Your illustration is nice, but why did it need to be vector? Pen and ink might have looked more traditional if that’s what they were after. Then again, maybe you don’t do pen and ink.

Just for the sake of continuity, I can understand wanting to borrow the look and continue on with it to the invitation. However, in doing so, you locked yourself into a layout with a typographical treatment that, in my opinion, isn’t all that good.

I just looked it up. The typical cost of a wedding with a reception, dinner, guests, photographer, catering, venue, etc., in the US averages out to around $33,900, which doesn’t count the honeymoon. You charged them somewhere between $60–90 for their invitation designs. You already understand that you’re getting shortchanged, so I won’t dwell on it. You definitely need to work on simply stating your price and letting them decide, though. :wink:

I’m not sure what you mean by formal. The design is the same other than adding the parent’s names. Are you saying “formal” is just a reference to the names being added and not really a reference to the design being more formal? That’s likely beside the point, though.

Why are you locked into those dimensions? There are standard envelope sizes, but they’re not all 5x7 inches.

The typography on the “Save the Date” card, in my opinion, is not well-designed. It looks like the type on an old-fashioned, not-so-good wine label. The odd mixture of Times Roman (seriously, Times Roman?) and the handwriting interferes with the hierarchy. Reading anything requires jumping back and forth between Times Roman, handwriting, various point sizes, jumbled spacing, and inconsistent composition. The typography is downright confusing.

I don’t see your typography as being all that different. Perhaps its a bit more cramped due to all the words, but you’ve largely followed the same formula. If I were you, I’d fix all those problems I just mentioned.

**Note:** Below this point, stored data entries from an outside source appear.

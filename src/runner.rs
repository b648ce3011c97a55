//! Top-level textual flow run.
//!
//! For every requested variant unit:
//!
//! ```text
//! artifacts present? ─► rows ─► Dispatcher::run (barrier) ─► per threshold:
//!                                                           build ─► render
//! ```
//!
//! Units are processed one after another. After the last unit the dispatcher
//! is shut down, on the error path as well.

use std::collections::{BTreeMap, BTreeSet};
use std::path::PathBuf;

use serde::{Deserialize, Serialize};

use crate::artifact::{artifact_name, ArtifactStore};
use crate::dispatch::{DispatchError, DispatchMode, Dispatcher};
use crate::flow::FlowGraphBuilder;
use crate::render::DiagramRenderer;
use crate::store::WitnessSource;
use crate::types::{Threshold, VariantUnit, WitnessId};

/// Error type for a run.
#[derive(Debug, thiserror::Error)]
pub enum FlowError {
    /// No threshold was requested.
    #[error("No connectivity thresholds given")]
    NoThresholds,
    /// The data source could not list variant units.
    #[error("Data source error: {0}")]
    Source(String),
    /// The dispatcher failed; the run cannot continue.
    #[error("Dispatch error: {0}")]
    Dispatch(#[from] DispatchError),
}

impl FlowError {
    /// Create a source error from any error type.
    pub fn from_source<E: std::error::Error>(e: E) -> Self {
        Self::Source(e.to_string())
    }
}

/// Which variant units to process.
#[derive(Debug, Clone, PartialEq, Eq, Serialize, Deserialize)]
pub enum UnitSelection {
    /// Every unit the data source knows.
    All,
    /// The named units, in order.
    Named(Vec<VariantUnit>),
}

/// Parameters of a run.
#[derive(Debug, Clone, PartialEq, Eq, Serialize, Deserialize)]
pub struct FlowRequest {
    /// Units to process.
    pub units: UnitSelection,
    /// Connectivity thresholds, in caller order.
    pub thresholds: Vec<Threshold>,
    /// Fail a (unit, threshold) on any orphan other than the initial text.
    pub perfect_only: bool,
    /// Appended to artifact names before the extension.
    pub suffix: String,
}

impl FlowRequest {
    /// Request for `units` at `thresholds`, lenient, no suffix.
    pub fn new(units: UnitSelection, thresholds: Vec<Threshold>) -> Self {
        Self {
            units,
            thresholds,
            perfect_only: false,
            suffix: String::new(),
        }
    }

    /// Set strict mode.
    pub fn with_perfect_only(mut self, perfect_only: bool) -> Self {
        self.perfect_only = perfect_only;
        self
    }

    /// Set the artifact name suffix.
    pub fn with_suffix(mut self, suffix: impl Into<String>) -> Self {
        self.suffix = suffix.into();
        self
    }
}

/// What happened to one (unit, threshold) artifact.
#[derive(Debug, Clone, PartialEq, Eq, Serialize, Deserialize)]
#[serde(tag = "status", content = "detail", rename_all = "snake_case")]
pub enum ArtifactStatus {
    /// Rendered to this path.
    Written(PathBuf),
    /// Already present at this path.
    Skipped(PathBuf),
    /// Strict mode found an orphan.
    ForestViolation(String),
    /// The renderer failed.
    RenderFailed(String),
    /// The unit's rows could not be read.
    UnitFailed(String),
    /// The data source does not know the unit.
    UnknownUnit,
}

/// Outcome of one (unit, threshold).
#[derive(Debug, Clone, PartialEq, Eq, Serialize, Deserialize)]
pub struct ArtifactOutcome {
    /// Variant unit.
    pub unit: VariantUnit,
    /// Threshold.
    pub threshold: Threshold,
    /// Result.
    pub status: ArtifactStatus,
}

/// Summary of a run.
#[derive(Debug, Clone, PartialEq, Eq, Serialize, Deserialize)]
pub struct RunSummary {
    /// How selection work was executed.
    pub mode: DispatchMode,
    /// One entry per (unit, threshold), in processing order.
    pub outcomes: Vec<ArtifactOutcome>,
    /// Witnesses whose parents could not be resolved, per unit.
    pub failed_witnesses: BTreeMap<VariantUnit, BTreeSet<WitnessId>>,
}

impl RunSummary {
    fn new(mode: DispatchMode) -> Self {
        Self {
            mode,
            outcomes: Vec::new(),
            failed_witnesses: BTreeMap::new(),
        }
    }

    fn record(&mut self, unit: &VariantUnit, threshold: Threshold, status: ArtifactStatus) {
        self.outcomes.push(ArtifactOutcome {
            unit: unit.clone(),
            threshold,
            status,
        });
    }

    /// Paths of artifacts written in this run.
    pub fn written(&self) -> Vec<&PathBuf> {
        self.outcomes
            .iter()
            .filter_map(|o| match &o.status {
                ArtifactStatus::Written(path) => Some(path),
                _ => None,
            })
            .collect()
    }

    /// Outcome for a (unit, threshold).
    pub fn outcome(&self, unit: &str, threshold: u32) -> Option<&ArtifactStatus> {
        self.outcomes
            .iter()
            .find(|o| o.unit.as_str() == unit && o.threshold.get() == threshold)
            .map(|o| &o.status)
    }

    /// Number of outcomes that are not `Written` or `Skipped`.
    pub fn error_count(&self) -> usize {
        self.outcomes
            .iter()
            .filter(|o| !matches!(o.status, ArtifactStatus::Written(_) | ArtifactStatus::Skipped(_)))
            .count()
    }
}

/// Textual flow runner.
///
/// Owns its collaborators for the length of one run; [`TextualFlow::run`]
/// consumes it because the dispatcher is shut down at the end.
pub struct TextualFlow<S: WitnessSource> {
    source: S,
    dispatcher: Box<dyn Dispatcher>,
    renderer: Box<dyn DiagramRenderer>,
    artifacts: Box<dyn ArtifactStore>,
}

impl<S: WitnessSource> TextualFlow<S> {
    /// Create a runner.
    pub fn new(
        source: S,
        dispatcher: Box<dyn Dispatcher>,
        renderer: Box<dyn DiagramRenderer>,
        artifacts: Box<dyn ArtifactStore>,
    ) -> Self {
        Self {
            source,
            dispatcher,
            renderer,
            artifacts,
        }
    }

    /// Process every requested unit, then shut the dispatcher down.
    pub async fn run(mut self, request: &FlowRequest) -> Result<RunSummary, FlowError> {
        let mut summary = RunSummary::new(self.dispatcher.mode());

        let result = self.run_units(request, &mut summary).await;
        let shutdown = self.dispatcher.shutdown().await;
        result?;
        shutdown?;

        tracing::info!(
            mode = %summary.mode,
            outcomes = summary.outcomes.len(),
            written = summary.written().len(),
            errors = summary.error_count(),
            "Textual flow run complete"
        );
        Ok(summary)
    }

    async fn run_units(&mut self, request: &FlowRequest, summary: &mut RunSummary) -> Result<(), FlowError> {
        let thresholds = dedup_thresholds(&request.thresholds);
        if thresholds.is_empty() {
            return Err(FlowError::NoThresholds);
        }

        let known = self.source.variant_units().await.map_err(FlowError::from_source)?;
        let units = match &request.units {
            UnitSelection::All => known.clone(),
            UnitSelection::Named(units) => units.clone(),
        };
        let known: BTreeSet<VariantUnit> = known.into_iter().collect();
        let builder = FlowGraphBuilder::new(request.perfect_only);

        tracing::info!(
            units = units.len(),
            thresholds = thresholds.len(),
            perfect_only = request.perfect_only,
            mode = %self.dispatcher.mode(),
            "Starting textual flow run"
        );

        for unit in &units {
            if !known.contains(unit) {
                tracing::error!(unit = %unit, "Unknown variant unit");
                for &threshold in &thresholds {
                    summary.record(unit, threshold, ArtifactStatus::UnknownUnit);
                }
                continue;
            }

            let mut pending = Vec::with_capacity(thresholds.len());
            for &threshold in &thresholds {
                let name = artifact_name(unit, threshold, &request.suffix);
                if self.artifacts.exists(&name) {
                    let path = self.artifacts.path_for(&name);
                    tracing::info!(unit = %unit, threshold = threshold.get(), path = %path.display(), "Artifact already exists, skipping");
                    summary.record(unit, threshold, ArtifactStatus::Skipped(path));
                } else {
                    pending.push(threshold);
                }
            }
            if pending.is_empty() {
                continue;
            }

            let rows = match self.source.witnesses_for_unit(unit).await {
                Ok(rows) => rows,
                Err(e) => {
                    tracing::error!(unit = %unit, error = %e, "Couldn't read witnesses, skipping unit");
                    for &threshold in &pending {
                        summary.record(unit, threshold, ArtifactStatus::UnitFailed(e.to_string()));
                    }
                    continue;
                }
            };

            tracing::info!(unit = %unit, witnesses = rows.len(), "Processing variant unit");
            let resolution = self.dispatcher.run(unit, &rows, &pending).await?;
            if !resolution.failed.is_empty() {
                summary
                    .failed_witnesses
                    .insert(unit.clone(), resolution.failed.clone());
            }

            for threshold in pending {
                let graph = match builder.build(unit, threshold, &rows, &resolution.parent_maps) {
                    Ok(graph) => graph,
                    Err(e) => {
                        tracing::error!(unit = %unit, threshold = threshold.get(), error = %e, "Forest violation");
                        summary.record(unit, threshold, ArtifactStatus::ForestViolation(e.to_string()));
                        continue;
                    }
                };

                let path = self
                    .artifacts
                    .path_for(&artifact_name(unit, threshold, &request.suffix));
                match self.renderer.render(&graph, &path).await {
                    Ok(()) => {
                        tracing::info!(unit = %unit, threshold = threshold.get(), path = %path.display(), "Written textual flow diagram");
                        summary.record(unit, threshold, ArtifactStatus::Written(path));
                    }
                    Err(e) => {
                        tracing::error!(unit = %unit, threshold = threshold.get(), error = %e, "Rendering failed");
                        summary.record(unit, threshold, ArtifactStatus::RenderFailed(e.to_string()));
                    }
                }
            }
        }

        Ok(())
    }
}

/// Drop repeated thresholds, keeping first occurrences in order.
fn dedup_thresholds(thresholds: &[Threshold]) -> Vec<Threshold> {
    let mut seen = BTreeSet::new();
    thresholds.iter().copied().filter(|t| seen.insert(*t)).collect()
}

  • Organize the type better.
  • Clump the related information into well-defined and meaningful groups.
  • The Julia & Timothy group might be mechanically balanced, but because Julia’s name is shorter than Timothy’s, it looks unbalanced — try a different arrangement where that isn’t a problem.
  • Experiment with lowercase instead of all caps.
  • Ditch the back-and-forth oddness between script and serif type.
  • Use something a little more fitting and stylish than Times Roman (a generic, ubiquitous, typeface designed for crude newspaper reproduction that’s gained a reputation as the go-to typeface for bad design).

I do like how you’ve spelled out the date instead of using the 00.00.00 format of the original.

Your illustration is nice, but why did it need to be vector? Pen and ink might have looked more traditional if that’s what they were after. Then again, maybe you don’t do pen and ink.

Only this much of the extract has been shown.